Abstract: The effects of catechol estrogens on tyrosine hydroxylase activity in hypothalamic and corpus striatal extracts were evaluated. When assayed in the presence of subsaturating concentrations of pterin cofactor, tyrosine hydroxylase activity was depressed by 2‐hydroxyestrone, 2‐hydroxyestradiol, Lnorepinephrine, or dopamine. However, estrone, 17β‐estradiol, 2‐ methoxyestrone, or 2‐methoxyestradiol had no consistent inhibitory effect on tyrosine hydroxylase activity under in vitro conditions. Moreover, a decrease in pterin binding affinity (elevated Km) in the presence of either catecholamines or 2‐hydroxyestrogens was found. These findings were suggestive of a competitive interaction between catechols and pterin. Catechol estrogens and catecholamines were shown to inhibit both membrane‐bound and soluble forms of tyrosine hydroxylase.

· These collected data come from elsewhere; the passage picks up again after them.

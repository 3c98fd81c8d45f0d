//! Durable mirror of the names index
//!
//! The mirror holds every [`IndexName`] ever inserted and is authoritative:
//! on start the index reloads itself from the mirror whenever the local store
//! is empty or disagrees in size.

mod errors;
mod file;
mod memory;

pub use errors::{MirrorError, MirrorResult};
pub use file::FileMirror;
pub use memory::MemoryMirror;

use crate::model::{IndexName, NameKey};

pub trait NameMirror: Send + Sync {
    fn count(&self) -> MirrorResult<usize>;

    /// All names ordered by key.
    fn load_all(&self) -> MirrorResult<Vec<IndexName>>;

    fn create(&self, name: &IndexName) -> MirrorResult<()>;

    fn delete(&self, keys: &[NameKey]) -> MirrorResult<()>;

    /// Removes every name.
    fn truncate(&self) -> MirrorResult<()>;
}
//! Match results returned by the names index.

use std::fmt;

use serde::{Deserialize, Serialize};

use super::index_name::{IndexName, NameKey};

/// Classification of a match outcome.
#[derive(Debug, Clone, Copy, PartialEq, Eq, Hash, Serialize, Deserialize)]
#[serde(rename_all = "SCREAMING_SNAKE_CASE")]
pub enum MatchType {
    /// Full label and rank bucket match
    Exact,
    /// Matched the authorless canonical form of the name
    Canonical,
    /// Matched a spelling or authorship variant
    Variant,
    /// Several candidates scored equally
    Ambiguous,
    /// No candidate survived
    None,
}

impl MatchType {
    pub fn as_str(&self) -> &'static str {
        match self {
            MatchType::Exact => "EXACT",
            MatchType::Canonical => "CANONICAL",
            MatchType::Variant => "VARIANT",
            MatchType::Ambiguous => "AMBIGUOUS",
            MatchType::None => "NONE",
        }
    }
}

impl fmt::Display for MatchType {
    fn fmt(&self, f: &mut fmt::Formatter<'_>) -> fmt::Result {
        write!(f, "{}", self.as_str())
    }
}

/// Result of matching a name against the index.
#[derive(Debug, Clone, PartialEq, Eq, Serialize, Deserialize)]
pub struct NameMatch {
    #[serde(default, skip_serializing_if = "Option::is_none")]
    pub name: Option<IndexName>,
    #[serde(rename = "type")]
    pub match_type: MatchType,
    /// Other candidates of the pool, only populated in verbose mode
    #[serde(default, skip_serializing_if = "Option::is_none")]
    pub alternatives: Option<Vec<IndexName>>,
}

impl NameMatch {
    pub fn no_match() -> Self {
        Self {
            name: None,
            match_type: MatchType::None,
            alternatives: None,
        }
    }

    pub fn of(name: IndexName, match_type: MatchType) -> Self {
        Self {
            name: Some(name),
            match_type,
            alternatives: None,
        }
    }

    pub fn has_match(&self) -> bool {
        self.name.is_some()
    }

    /// Key of the matched name, if any
    pub fn key(&self) -> Option<NameKey> {
        self.name.as_ref().and_then(|n| n.key)
    }
}

impl fmt::Display for NameMatch {
    fn fmt(&self, f: &mut fmt::Formatter<'_>) -> fmt::Result {
        match &self.name {
            Some(n) => write!(
                f,
                "{} match: {} #{}",
                self.match_type,
                n.label_with_rank(),
                n.key.map(|k| k.to_string()).unwrap_or_default()
            ),
            None => write!(f, "{} match", self.match_type),
        }
    }
}
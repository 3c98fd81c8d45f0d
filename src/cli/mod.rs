//! CLI module for nidx
//!
//! Provides command-line access to a names index:
//! - match: match JSON names from stdin
//! - stats / export: inspect the index
//! - rebuild / compact / reset / delete: administration

mod args;
mod commands;
mod errors;
mod io;

pub use args::{Cli, Command};
pub use commands::{compact, delete, export, match_names, rebuild, reset, run, run_command, stats};
pub use errors::{CliError, CliResult};
pub use io::{error_response, read_lines, write_line, write_response};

The membrane‐bound form of tyrosine hydroxylase, however, was found to have a greater binding affinity (lower Kl) for 2hydroxyestradiol and norepinephrine than did the soluble form. The results of the present study are suggestive of a cytoplasmic effect of estrogen that may be mediated by 2‐hydroxyestrogen and terminated by O‐methylation.